Component 1 – The Common Law

This is law created by judges. From the 13th century the English monarchs sent out their own judges to decide cases and, in doing so, they gradually developed a body of uniform law across the country, replacing the local variations that existed before. This did create some individual rights such as protection of property and protection against false imprisonment but in other areas, such as freedom to express views or personal privacy, there was no clear right and these were protected only if some other aspect of law did not prohibit them.

Other parts of common law still regulate the how the state works, for example, the doctrine of reasonableness. Ministers or local councillors can only come to decisions having seen relevant information before them and considered it in a reasonable and not an arbitrary way, disregarding irrelevant arguments. This provides some protection against hasty decisions or ones taken for purely party political advantage.

One part of common law is so important that it needs special explanation and this is The Royal Prerogative.

The Royal Prerogative

By the Tudor period, the judges had defined the legal powers of the Monarch and these were called the royal prerogatives and included, for example to right to declare war, the right to call Parliament and the right to grant pardons to convicted criminals.

These were exercised directly by Henry VIII but as the monarch became a Constitutional one from the late 17th century and as democracy developed in the 19th century, almost all these powers, although legally belonging to the Crown, were in practice used by the Prime Minister.

The importance of this is that the Government has a range of legal powers that do not need Parliamentary approval. Some of these, such as the power of Government departments to grant themselves planning permission, have been removed by legislation but key ones remain, though the use of them may change.

  • Parliament does not have to agree to the declaration of war or the signing of treaties. Tony Blair decided to call for a vote in Parliament before declaring war on Iraq, partly because of pressure from Robin Cook, who was Leader of the House, who then resigned over the issue, and partly because he knew that he was supported by the Conservative Opposition. David Cameron, with the problems of Iraq in mind, also decided to call for a vote in the Commons on a missile attack on Syria and lost and decided to abide by the vote.
  • The Monarch always had the power to open the mail in the interests of national security. This royal prerogative, by extension, has allowed the Government to tap phones and intercept email and phone data though there is now some statutory control of this.

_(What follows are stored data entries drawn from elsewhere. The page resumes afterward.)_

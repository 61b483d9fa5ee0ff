use axum::{
    extract::State,
    http::StatusCode,
    routing::post,
    Json, Router,
};
use tracing::{error, info, instrument};

use crate::{
    auth::extractors::CurrentUser,
    emails::dto::{EmailRequest, EmailResponse},
    emails::services::generate_and_log,
    state::AppState,
};

pub fn generate_routes() -> Router<AppState> {
    Router::new().route("/generate/", post(generate_email))
}

#[instrument(skip(state, user, payload))]
pub async fn generate_email(
    State(state): State<AppState>,
    CurrentUser(user): CurrentUser,
    Json(payload): Json<EmailRequest>,
) -> Result<Json<EmailResponse>, (StatusCode, String)> {
    if payload.user_input.trim().is_empty() {
        return Err((StatusCode::BAD_REQUEST, "user_input is required".into()));
    }

    match generate_and_log(&state, user.id, &payload).await {
        Ok(generated_email) => {
            info!(user_id = %user.id, "email generated");
            Ok(Json(EmailResponse { generated_email }))
        }
        Err(e) => {
            error!(error = %e, user_id = %user.id, "generate_and_log failed");
            Err((StatusCode::INTERNAL_SERVER_ERROR, e.to_string()))
        }
    }
}
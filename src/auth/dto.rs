use jsonwebtoken::{DecodingKey, EncodingKey};
use serde::{Deserialize, Serialize};
use std::time::Duration;
use uuid::Uuid;

/// JWT payload: subject (username or email) plus expiry.
#[derive(Debug, Serialize, Deserialize, Clone)]
pub struct Claims {
    pub sub: String, // username or email of the user
    pub exp: usize,  // expiration time (unix timestamp)
}

/// Holds JWT signing and verification keys with config data.
#[derive(Clone)]
pub struct JwtKeys {
    pub encoding: EncodingKey,
    pub decoding: DecodingKey,
    pub ttl: Duration,
}

/// Request body for user registration.
#[derive(Debug, Deserialize)]
pub struct RegisterRequest {
    pub name: String,
    pub username: String,
    pub email: String,
    pub password: String,
}

/// Request body for login. The identifier is an email when it contains '@',
/// a username otherwise.
#[derive(Debug, Deserialize)]
pub struct LoginRequest {
    pub identifier: String,
    pub password: String,
}

/// Response returned after login.
#[derive(Debug, Serialize)]
pub struct TokenResponse {
    pub access_token: String,
    pub token_type: String,
}

/// Public part of the user returned to the client.
#[derive(Debug, Serialize)]
pub struct PublicUser {
    pub id: Uuid,
    pub name: String,
    pub username: String,
    pub email: String,
}
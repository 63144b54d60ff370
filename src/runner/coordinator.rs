use std::sync::Arc;
use std::sync::atomic::{AtomicBool, Ordering};

use thiserror::Error;
use tracing::info;

use crate::notify::notifier::notify_safely;
use crate::result::result_model::{FeatureInfo, FeatureResult, RunResult, ScenarioResult};
use crate::runner::config::RunnerConfig;
use crate::runner::scenario::Scenario;
use crate::runner::scenario_runner::ScenarioRunner;
use crate::step::error::DeclarationError;

#[derive(Debug, Clone, PartialEq, Eq, Error)]
pub enum CoordinatorError {
    #[error("run is already finished, feature '{feature}' cannot be started")]
    Finished { feature: String },
}

// ============================================================================
// Feature runner
// ============================================================================

/// Runs the scenarios of one feature and collects their results.
///
/// `run_scenario` takes `&self` and may be called from many threads at
/// once; each call runs its scenario on the calling thread.
pub struct FeatureRunner {
    runner: ScenarioRunner,
    result: Arc<FeatureResult>,
    run: Option<Arc<RunResult>>,
}

impl FeatureRunner {
    /// A feature that is not part of a coordinated run.
    pub fn new(info: FeatureInfo, config: Arc<RunnerConfig>) -> Self {
        FeatureRunner::start(info, config, None)
    }

    fn start(info: FeatureInfo, config: Arc<RunnerConfig>, run: Option<Arc<RunResult>>) -> Self {
        let notifier = Arc::clone(config.notifier());
        notify_safely("feature_started", || notifier.feature_started(&info));
        FeatureRunner {
            runner: ScenarioRunner::new(config),
            result: Arc::new(FeatureResult::new(info)),
            run,
        }
    }

    pub fn info(&self) -> &FeatureInfo {
        self.result.info()
    }

    /// Run a scenario and append its result to the feature.
    pub fn run_scenario(
        &self,
        scenario: Scenario,
    ) -> Result<Arc<ScenarioResult>, DeclarationError> {
        let result = self.runner.run(scenario)?;
        Ok(self.result.add_scenario(result))
    }

    /// Record a scenario as intentionally not executed.
    pub fn skip_scenario(
        &self,
        scenario: Scenario,
        reason: impl Into<String>,
    ) -> Result<Arc<ScenarioResult>, DeclarationError> {
        let result = self.runner.skip(scenario, reason)?;
        Ok(self.result.add_scenario(result))
    }

    /// Results collected so far.
    pub fn result(&self) -> &Arc<FeatureResult> {
        &self.result
    }

    /// Close the feature: notify, and hand the result to the run if any.
    pub fn finish(self) -> Arc<FeatureResult> {
        let notifier = self.runner.config().notifier();
        info!(
            feature = %self.result.info().name,
            scenarios = self.result.scenario_count(),
            status = %self.result.status(),
            "feature finished"
        );
        notify_safely("feature_finished", || notifier.feature_finished(&self.result));
        if let Some(run) = &self.run {
            run.add_feature(Arc::clone(&self.result));
        }
        self.result
    }
}

// ============================================================================
// Run coordinator
// ============================================================================

/// Owns the configuration and the run-level result of one test run.
///
/// Features opened here share the configuration and land in the run result
/// when finished. Once the run is finished, opening another feature fails.
pub struct RunCoordinator {
    config: Arc<RunnerConfig>,
    run: Arc<RunResult>,
    finished: AtomicBool,
}

impl RunCoordinator {
    pub fn new(config: RunnerConfig) -> Self {
        RunCoordinator {
            config: Arc::new(config),
            run: Arc::new(RunResult::new()),
            finished: AtomicBool::new(false),
        }
    }

    pub fn config(&self) -> &Arc<RunnerConfig> {
        &self.config
    }

    pub fn feature(&self, info: FeatureInfo) -> Result<FeatureRunner, CoordinatorError> {
        if self.is_finished() {
            return Err(CoordinatorError::Finished { feature: info.name });
        }
        Ok(FeatureRunner::start(
            info,
            Arc::clone(&self.config),
            Some(Arc::clone(&self.run)),
        ))
    }

    pub fn result(&self) -> &Arc<RunResult> {
        &self.run
    }

    pub fn is_finished(&self) -> bool {
        self.finished.load(Ordering::Acquire)
    }

    /// Finish the run. Calling it again is harmless.
    pub fn finish(&self) -> Arc<RunResult> {
        if !self.finished.swap(true, Ordering::AcqRel) {
            info!(features = self.run.feature_count(), status = %self.run.status(), "run finished");
        }
        Arc::clone(&self.run)
    }
}
use serde::Serialize;

use crate::result::result_model::{FeatureResult, RunResult, ScenarioResult};
use crate::result::status::ExecutionStatus;

// ============================================================================
// Run summary: flattened snapshot of a run for reporters
// ============================================================================

/// Snapshot of a run's results, shaped for reporters.
///
/// Built from a [`RunResult`] via `from_run()`. Consumed by the console,
/// JUnit and JSON reporters. Scenario results are copied, so the summary
/// stays valid while the run keeps accepting results.
#[derive(Debug, Clone, Serialize)]
pub struct RunSummary {
    /// Name of the run
    pub suite_name: String,

    /// Scenario counts across all features
    pub total: usize,
    pub passed: usize,
    pub failed: usize,
    pub ignored: usize,
    pub bypassed: usize,

    /// Wall time covered by the run in milliseconds (optional)
    #[serde(skip_serializing_if = "Option::is_none")]
    pub duration_ms: Option<u128>,

    pub features: Vec<FeatureSummary>,
}

#[derive(Debug, Clone, Serialize)]
pub struct FeatureSummary {
    pub name: String,

    #[serde(skip_serializing_if = "Option::is_none")]
    pub description: Option<String>,

    pub status: ExecutionStatus,

    #[serde(skip_serializing_if = "Option::is_none")]
    pub duration_ms: Option<u128>,

    pub scenarios: Vec<ScenarioResult>,
}

impl FeatureSummary {
    pub fn from_feature(feature: &FeatureResult) -> Self {
        FeatureSummary {
            name: feature.info().name.clone(),
            description: feature.info().description.clone(),
            status: feature.status(),
            duration_ms: feature.execution_time().map(|t| t.duration().as_millis()),
            scenarios: feature.scenarios().map(|s| s.as_ref().clone()).collect(),
        }
    }
}

impl RunSummary {
    /// Build a summary from the features finished so far.
    ///
    /// Counts come from the copied scenarios, so they always agree with
    /// `features`.
    pub fn from_run(suite_name: &str, run: &RunResult) -> Self {
        let features: Vec<FeatureSummary> = run
            .features()
            .map(|f| FeatureSummary::from_feature(&f))
            .collect();
        let count = |status: ExecutionStatus| {
            features
                .iter()
                .flat_map(|f| &f.scenarios)
                .filter(|s| s.status() == status)
                .count()
        };
        RunSummary {
            suite_name: suite_name.to_string(),
            total: features.iter().map(|f| f.scenarios.len()).sum(),
            passed: count(ExecutionStatus::Passed),
            failed: count(ExecutionStatus::Failed),
            ignored: count(ExecutionStatus::Ignored),
            bypassed: count(ExecutionStatus::Bypassed),
            duration_ms: run.execution_time().map(|t| t.duration().as_millis()),
            features,
        }
    }

    /// Override the measured duration (e.g. with the caller's own stopwatch).
    pub fn with_duration(mut self, duration_ms: u128) -> Self {
        self.duration_ms = Some(duration_ms);
        self
    }

    /// Whether no scenario failed. Ignored and bypassed scenarios do not
    /// count as failures.
    pub fn all_passed(&self) -> bool {
        self.failed == 0
    }

    pub fn scenarios(&self) -> impl Iterator<Item = &ScenarioResult> {
        self.features.iter().flat_map(|f| f.scenarios.iter())
    }
}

The last decade has seen a debate over the continued existence of royal prerogatives.

On the left Tony Benn argued that they usurped the democratic rights of Parliament and put forward a Bill to replace them all by legislation, while, in opposition, David Cameron suggested that they helped maintain the sort of centralised government system that he felt Blair had increased.

Parliamentary pressure led to the Government White Paper, The Governance of Britain, in 2008 which proposed a statutory basis for declaring war, approving treaties, organising the civil service and appointing judges as well as a general review of the prerogative but has never been implemented.